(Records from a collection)
-------------------------

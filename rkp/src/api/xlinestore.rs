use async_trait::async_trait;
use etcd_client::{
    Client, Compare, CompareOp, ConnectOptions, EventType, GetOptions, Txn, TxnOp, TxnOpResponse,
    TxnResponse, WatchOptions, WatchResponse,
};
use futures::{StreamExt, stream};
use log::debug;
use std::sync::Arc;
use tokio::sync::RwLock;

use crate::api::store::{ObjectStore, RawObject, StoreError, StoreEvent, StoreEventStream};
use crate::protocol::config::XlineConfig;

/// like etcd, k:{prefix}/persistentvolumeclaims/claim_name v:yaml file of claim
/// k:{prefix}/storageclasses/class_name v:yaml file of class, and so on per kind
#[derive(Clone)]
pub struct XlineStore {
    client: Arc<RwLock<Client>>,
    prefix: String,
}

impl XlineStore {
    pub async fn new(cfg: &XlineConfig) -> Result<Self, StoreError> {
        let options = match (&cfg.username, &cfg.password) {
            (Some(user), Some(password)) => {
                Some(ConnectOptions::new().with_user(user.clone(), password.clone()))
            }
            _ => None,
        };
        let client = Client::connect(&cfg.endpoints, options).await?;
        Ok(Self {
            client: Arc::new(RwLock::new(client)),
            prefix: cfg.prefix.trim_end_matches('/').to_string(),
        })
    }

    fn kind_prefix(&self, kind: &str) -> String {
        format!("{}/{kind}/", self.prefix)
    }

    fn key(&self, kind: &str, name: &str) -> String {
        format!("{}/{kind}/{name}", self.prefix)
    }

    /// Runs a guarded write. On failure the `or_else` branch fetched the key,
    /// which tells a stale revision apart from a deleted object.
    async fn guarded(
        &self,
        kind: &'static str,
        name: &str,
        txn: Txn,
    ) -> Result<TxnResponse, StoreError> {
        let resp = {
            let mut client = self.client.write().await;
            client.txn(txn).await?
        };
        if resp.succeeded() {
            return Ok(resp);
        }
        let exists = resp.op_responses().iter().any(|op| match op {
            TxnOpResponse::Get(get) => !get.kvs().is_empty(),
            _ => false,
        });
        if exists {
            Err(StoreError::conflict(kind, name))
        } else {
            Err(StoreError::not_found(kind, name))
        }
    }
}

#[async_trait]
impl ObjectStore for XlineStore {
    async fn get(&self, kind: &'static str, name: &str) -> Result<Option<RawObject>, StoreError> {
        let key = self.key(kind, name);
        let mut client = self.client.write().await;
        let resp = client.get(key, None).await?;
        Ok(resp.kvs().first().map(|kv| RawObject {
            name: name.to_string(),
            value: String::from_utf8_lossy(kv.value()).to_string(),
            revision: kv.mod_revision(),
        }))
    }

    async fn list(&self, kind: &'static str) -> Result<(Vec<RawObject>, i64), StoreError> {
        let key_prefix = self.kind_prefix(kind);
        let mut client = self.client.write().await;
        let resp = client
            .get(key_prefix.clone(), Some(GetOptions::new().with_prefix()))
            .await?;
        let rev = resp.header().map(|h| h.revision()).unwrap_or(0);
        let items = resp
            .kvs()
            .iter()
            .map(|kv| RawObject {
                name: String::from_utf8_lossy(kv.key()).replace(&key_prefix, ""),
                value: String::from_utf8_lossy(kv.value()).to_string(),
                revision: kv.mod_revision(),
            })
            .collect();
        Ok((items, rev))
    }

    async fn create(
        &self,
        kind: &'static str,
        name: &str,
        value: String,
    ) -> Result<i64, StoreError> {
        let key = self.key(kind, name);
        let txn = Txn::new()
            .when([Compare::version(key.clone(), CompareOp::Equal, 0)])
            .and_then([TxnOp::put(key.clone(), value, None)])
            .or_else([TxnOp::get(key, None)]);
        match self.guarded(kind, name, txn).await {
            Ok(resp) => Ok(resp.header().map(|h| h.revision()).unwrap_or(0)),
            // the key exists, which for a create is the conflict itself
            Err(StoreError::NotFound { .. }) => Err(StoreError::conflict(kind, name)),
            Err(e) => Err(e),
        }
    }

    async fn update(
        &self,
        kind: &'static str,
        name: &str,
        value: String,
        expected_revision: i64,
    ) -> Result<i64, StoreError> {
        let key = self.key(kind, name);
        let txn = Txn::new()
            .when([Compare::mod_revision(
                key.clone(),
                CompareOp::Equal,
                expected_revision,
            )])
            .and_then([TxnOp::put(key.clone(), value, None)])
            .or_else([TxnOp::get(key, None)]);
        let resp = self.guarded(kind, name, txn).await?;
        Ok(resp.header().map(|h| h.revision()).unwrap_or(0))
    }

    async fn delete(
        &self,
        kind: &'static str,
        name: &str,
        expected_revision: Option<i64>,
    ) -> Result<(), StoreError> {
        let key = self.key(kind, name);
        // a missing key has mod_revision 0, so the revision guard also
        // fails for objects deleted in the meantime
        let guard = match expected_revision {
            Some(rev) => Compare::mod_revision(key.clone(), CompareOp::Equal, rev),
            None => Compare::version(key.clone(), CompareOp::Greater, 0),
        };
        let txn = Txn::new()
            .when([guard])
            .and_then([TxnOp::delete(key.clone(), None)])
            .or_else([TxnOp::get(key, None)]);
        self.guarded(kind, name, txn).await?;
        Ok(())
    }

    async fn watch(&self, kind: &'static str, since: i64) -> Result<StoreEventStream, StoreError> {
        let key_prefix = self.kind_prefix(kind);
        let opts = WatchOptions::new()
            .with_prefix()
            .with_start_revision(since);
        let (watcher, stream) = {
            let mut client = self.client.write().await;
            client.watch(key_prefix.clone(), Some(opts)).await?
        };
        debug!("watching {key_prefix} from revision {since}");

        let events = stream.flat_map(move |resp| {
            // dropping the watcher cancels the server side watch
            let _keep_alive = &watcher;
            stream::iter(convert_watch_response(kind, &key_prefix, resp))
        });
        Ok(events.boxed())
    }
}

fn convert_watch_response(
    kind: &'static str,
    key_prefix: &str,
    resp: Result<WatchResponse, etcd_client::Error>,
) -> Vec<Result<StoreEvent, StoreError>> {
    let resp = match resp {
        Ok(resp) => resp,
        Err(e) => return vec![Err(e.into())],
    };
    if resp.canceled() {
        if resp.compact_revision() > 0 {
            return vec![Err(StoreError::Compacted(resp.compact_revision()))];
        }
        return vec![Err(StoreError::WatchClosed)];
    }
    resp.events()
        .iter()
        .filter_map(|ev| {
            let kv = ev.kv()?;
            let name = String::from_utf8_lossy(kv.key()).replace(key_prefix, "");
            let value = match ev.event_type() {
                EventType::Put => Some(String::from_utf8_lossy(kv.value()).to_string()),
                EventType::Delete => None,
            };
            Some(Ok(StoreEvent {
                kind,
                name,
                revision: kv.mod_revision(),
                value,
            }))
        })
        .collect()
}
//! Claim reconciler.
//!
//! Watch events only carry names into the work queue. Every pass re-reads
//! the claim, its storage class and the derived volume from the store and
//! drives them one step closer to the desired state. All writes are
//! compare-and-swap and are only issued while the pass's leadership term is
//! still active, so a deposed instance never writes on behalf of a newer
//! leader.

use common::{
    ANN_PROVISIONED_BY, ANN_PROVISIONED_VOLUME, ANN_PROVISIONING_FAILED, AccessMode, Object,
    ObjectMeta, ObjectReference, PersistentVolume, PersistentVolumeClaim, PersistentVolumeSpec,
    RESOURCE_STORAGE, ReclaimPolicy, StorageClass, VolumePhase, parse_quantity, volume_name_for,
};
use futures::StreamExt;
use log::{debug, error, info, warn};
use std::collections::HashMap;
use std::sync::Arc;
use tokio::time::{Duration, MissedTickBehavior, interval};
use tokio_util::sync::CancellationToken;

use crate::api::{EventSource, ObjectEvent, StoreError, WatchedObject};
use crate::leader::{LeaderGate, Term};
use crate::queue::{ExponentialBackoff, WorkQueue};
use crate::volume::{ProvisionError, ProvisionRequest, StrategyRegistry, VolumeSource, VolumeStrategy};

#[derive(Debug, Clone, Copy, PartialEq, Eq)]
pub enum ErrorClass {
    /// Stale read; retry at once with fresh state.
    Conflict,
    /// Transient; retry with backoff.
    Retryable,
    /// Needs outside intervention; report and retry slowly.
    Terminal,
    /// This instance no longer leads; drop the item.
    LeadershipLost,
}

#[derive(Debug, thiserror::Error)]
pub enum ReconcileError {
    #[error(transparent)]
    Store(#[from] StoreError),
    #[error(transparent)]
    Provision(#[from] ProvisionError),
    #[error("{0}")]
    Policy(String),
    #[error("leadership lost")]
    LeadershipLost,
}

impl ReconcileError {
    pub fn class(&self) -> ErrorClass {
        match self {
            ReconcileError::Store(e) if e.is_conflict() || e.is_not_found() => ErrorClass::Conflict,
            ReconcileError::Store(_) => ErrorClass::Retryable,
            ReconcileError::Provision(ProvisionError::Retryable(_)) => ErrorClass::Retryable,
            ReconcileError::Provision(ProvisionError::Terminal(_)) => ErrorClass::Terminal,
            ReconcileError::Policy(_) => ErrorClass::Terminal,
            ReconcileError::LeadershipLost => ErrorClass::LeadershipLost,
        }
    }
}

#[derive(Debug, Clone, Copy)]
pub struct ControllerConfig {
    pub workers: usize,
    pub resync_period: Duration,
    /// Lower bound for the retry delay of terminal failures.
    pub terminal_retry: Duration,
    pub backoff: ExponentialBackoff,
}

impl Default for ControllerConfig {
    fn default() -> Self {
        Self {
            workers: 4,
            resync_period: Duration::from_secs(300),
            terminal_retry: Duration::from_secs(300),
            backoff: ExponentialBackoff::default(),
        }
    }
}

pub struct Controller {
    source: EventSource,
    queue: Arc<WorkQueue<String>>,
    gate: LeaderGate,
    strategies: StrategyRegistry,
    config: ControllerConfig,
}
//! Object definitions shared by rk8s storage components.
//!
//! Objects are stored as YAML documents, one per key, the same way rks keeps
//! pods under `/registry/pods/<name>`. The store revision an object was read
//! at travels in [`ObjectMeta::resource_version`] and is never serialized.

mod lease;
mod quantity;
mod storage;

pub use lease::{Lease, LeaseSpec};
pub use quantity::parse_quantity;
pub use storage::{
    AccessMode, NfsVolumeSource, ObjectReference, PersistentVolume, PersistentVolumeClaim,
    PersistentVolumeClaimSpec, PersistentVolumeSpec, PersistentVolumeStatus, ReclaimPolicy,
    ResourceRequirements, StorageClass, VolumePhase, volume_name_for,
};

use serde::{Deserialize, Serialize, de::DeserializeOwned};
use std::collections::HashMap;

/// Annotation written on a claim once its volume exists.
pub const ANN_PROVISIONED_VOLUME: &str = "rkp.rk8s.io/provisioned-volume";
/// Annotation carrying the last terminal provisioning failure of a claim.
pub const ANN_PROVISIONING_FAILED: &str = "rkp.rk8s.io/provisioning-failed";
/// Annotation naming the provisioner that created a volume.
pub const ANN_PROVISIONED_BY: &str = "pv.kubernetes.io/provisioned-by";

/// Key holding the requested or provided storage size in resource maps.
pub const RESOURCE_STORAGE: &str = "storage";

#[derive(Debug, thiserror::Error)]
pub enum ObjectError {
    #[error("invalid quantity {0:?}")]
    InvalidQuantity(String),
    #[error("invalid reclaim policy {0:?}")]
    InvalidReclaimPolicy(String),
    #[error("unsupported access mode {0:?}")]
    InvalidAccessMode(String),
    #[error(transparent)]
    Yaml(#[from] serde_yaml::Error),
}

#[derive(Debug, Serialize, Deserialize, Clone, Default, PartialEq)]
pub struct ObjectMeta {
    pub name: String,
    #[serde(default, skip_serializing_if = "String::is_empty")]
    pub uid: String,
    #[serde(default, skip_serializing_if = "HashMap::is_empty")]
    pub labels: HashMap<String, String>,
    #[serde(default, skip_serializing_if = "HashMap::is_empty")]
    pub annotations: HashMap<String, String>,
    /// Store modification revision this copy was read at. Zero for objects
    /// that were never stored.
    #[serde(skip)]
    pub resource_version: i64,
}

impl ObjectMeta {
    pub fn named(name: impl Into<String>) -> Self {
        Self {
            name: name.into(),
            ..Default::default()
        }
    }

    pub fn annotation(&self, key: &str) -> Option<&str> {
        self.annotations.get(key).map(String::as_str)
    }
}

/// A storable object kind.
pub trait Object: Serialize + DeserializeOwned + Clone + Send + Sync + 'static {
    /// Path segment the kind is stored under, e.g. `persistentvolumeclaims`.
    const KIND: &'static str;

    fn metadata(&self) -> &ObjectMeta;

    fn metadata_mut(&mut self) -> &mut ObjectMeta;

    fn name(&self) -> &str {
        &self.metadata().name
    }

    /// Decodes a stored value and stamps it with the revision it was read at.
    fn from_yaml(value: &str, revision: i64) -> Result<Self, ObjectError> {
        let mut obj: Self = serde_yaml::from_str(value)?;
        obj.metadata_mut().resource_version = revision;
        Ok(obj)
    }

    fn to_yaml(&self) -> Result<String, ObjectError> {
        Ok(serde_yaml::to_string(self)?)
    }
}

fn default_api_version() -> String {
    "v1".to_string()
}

-------------------------

» **TO DO**
Return each line in the records that holds the string "Duration".

» **OUTPUT OF THE EXERCISE**
use tokio::time::{Duration, MissedTickBehavior, interval};
    pub resync_period: Duration,
    pub terminal_retry: Duration,
            resync_period: Duration::from_secs(300),
            terminal_retry: Duration::from_secs(300),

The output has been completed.